PSC Insurance Group says its first-half performance was lifted by acquisitions and stronger premiums, and it remains on the lookout for expansion opportunities.

The company last year bought a 70% stake in Turner Insurance Services to expand into the UK retail broking market, along with a number of smaller purchases.

PSC says its operational highlights included incremental contributions across a number of acquisitions in distribution and in the UK businesses, principally Turner Insurance.

“The pipeline of acquisition opportunities continues to be strong,” the company says.

Revenue grew 22% to $54.7 million in the half, while net profit increased to $9.5 million from $9.1 million on an underlying basis.
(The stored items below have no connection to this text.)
//! Editor settings and the settings file

use crate::{Result, DEFAULT_DOCUMENT_NAME, DOCUMENT_EXTENSION};
use serde::{Deserialize, Serialize};
use std::path::PathBuf;

/// Main editor settings container
#[derive(Debug, Clone, Default, Serialize, Deserialize, PartialEq)]
#[serde(default)]
pub struct EditorSettings {
    /// Local file settings
    pub files: FileSettings,
    /// Cloud document settings
    pub cloud: CloudSettings,
    /// Scrolling behaviour
    pub scrolling: ScrollSettings,
}

/// Local file settings
#[derive(Debug, Clone, Serialize, Deserialize, PartialEq)]
#[serde(default)]
pub struct FileSettings {
    /// Extension required for saved and loaded documents
    pub document_extension: String,
    /// Name given to new, unsaved documents
    pub default_document_name: String,
    /// Suggested file name for HTML exports
    pub export_file_name: String,
    /// Directory downloads are written to
    pub download_dir: PathBuf,
}

impl Default for FileSettings {
    fn default() -> Self {
        Self {
            document_extension: DOCUMENT_EXTENSION.to_string(),
            default_document_name: DEFAULT_DOCUMENT_NAME.to_string(),
            export_file_name: "document.html".to_string(),
            download_dir: PathBuf::from("downloads"),
        }
    }
}

/// Cloud document settings
#[derive(Debug, Clone, Serialize, Deserialize, PartialEq)]
#[serde(default)]
pub struct CloudSettings {
    /// Suggested title when saving a document that has no name yet
    pub default_title: String,
}

impl Default for CloudSettings {
    fn default() -> Self {
        Self {
            default_title: "My Document".to_string(),
        }
    }
}

/// Scrolling behaviour
#[derive(Debug, Clone, Serialize, Deserialize, PartialEq)]
#[serde(default)]
pub struct ScrollSettings {
    /// Distance in pixels kept between the caret and the viewport edges
    pub autoscroll_buffer_px: f64,
    /// Scroll offset at or below which the header is always shown
    pub header_top_threshold_px: f64,
}

impl Default for ScrollSettings {
    fn default() -> Self {
        Self {
            autoscroll_buffer_px: 50.0,
            header_top_threshold_px: 5.0,
        }
    }
}

/// Name of the settings file inside the app data directory
pub const SETTINGS_FILE_NAME: &str = "settings.json";

/// Reads and writes the editor settings file
///
/// A missing file means defaults. A file that no longer parses is logged
/// and replaced by defaults in memory; it is only overwritten on the next
/// explicit save.
pub struct SettingsManager {
    app_data_dir: PathBuf,
    current: EditorSettings,
}

impl SettingsManager {
    pub fn new(app_data_dir: impl Into<PathBuf>) -> Self {
        Self {
            app_data_dir: app_data_dir.into(),
            current: EditorSettings::default(),
        }
    }

    pub fn settings_path(&self) -> PathBuf {
        self.app_data_dir.join(SETTINGS_FILE_NAME)
    }

    /// Load the settings file into the manager
    pub async fn load(&mut self) -> Result<&EditorSettings> {
        let path = self.settings_path();
        self.current = if tokio::fs::try_exists(&path).await? {
            parse_or_default(&tokio::fs::read_to_string(&path).await?)
        } else {
            tracing::debug!(path = %path.display(), "no settings file, using defaults");
            EditorSettings::default()
        };
        Ok(&self.current)
    }

    /// Replace the settings and write them to disk
    pub async fn save(&mut self, settings: EditorSettings) -> Result<()> {
        tokio::fs::create_dir_all(&self.app_data_dir).await?;
        let content = serde_json::to_string_pretty(&settings)?;
        tokio::fs::write(self.settings_path(), content).await?;
        self.current = settings;
        Ok(())
    }

    pub fn settings(&self) -> &EditorSettings {
        &self.current
    }

    /// Directory downloads go to; relative paths are taken from the app data directory
    pub fn download_dir(&self) -> PathBuf {
        self.app_data_dir.join(&self.current.files.download_dir)
    }
}

fn parse_or_default(content: &str) -> EditorSettings {
    match serde_json::from_str::<EditorSettings>(content) {
        Ok(settings) => settings,
        Err(e) => {
            tracing::warn!(error = %e, "failed to parse settings file, using defaults");
            EditorSettings::default()
        }
    }
}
Distribution business revenue gained 26% to $31.7 million and profit increased to $7 million from $5 million in the previous corresponding period, with the “impact of higher premiums evident”.

The agency business, which represents $90 million in gross written premium, contributed a profit of $1.4 million.

UK revenue grew 30% to $13.7 million, but the businesses reported a net loss of $300,000. One-off impacts included acquisition legal expenses and costs relating to an Alsford Page & Gems restructure. Underlying earnings before interest, tax depreciation and amortisation grew to $1.9 million from $900,000.

PSC’s statutory net profit fell to $7.7 million from $20.3 million in the previous corresponding period, when the result was inflated by a one-off fair-value gain from an investment in building contractor Johns Lyng, which listed on the Australian Securities Exchange in October 2017.

The group has reaffirmed its full-year earnings guidance.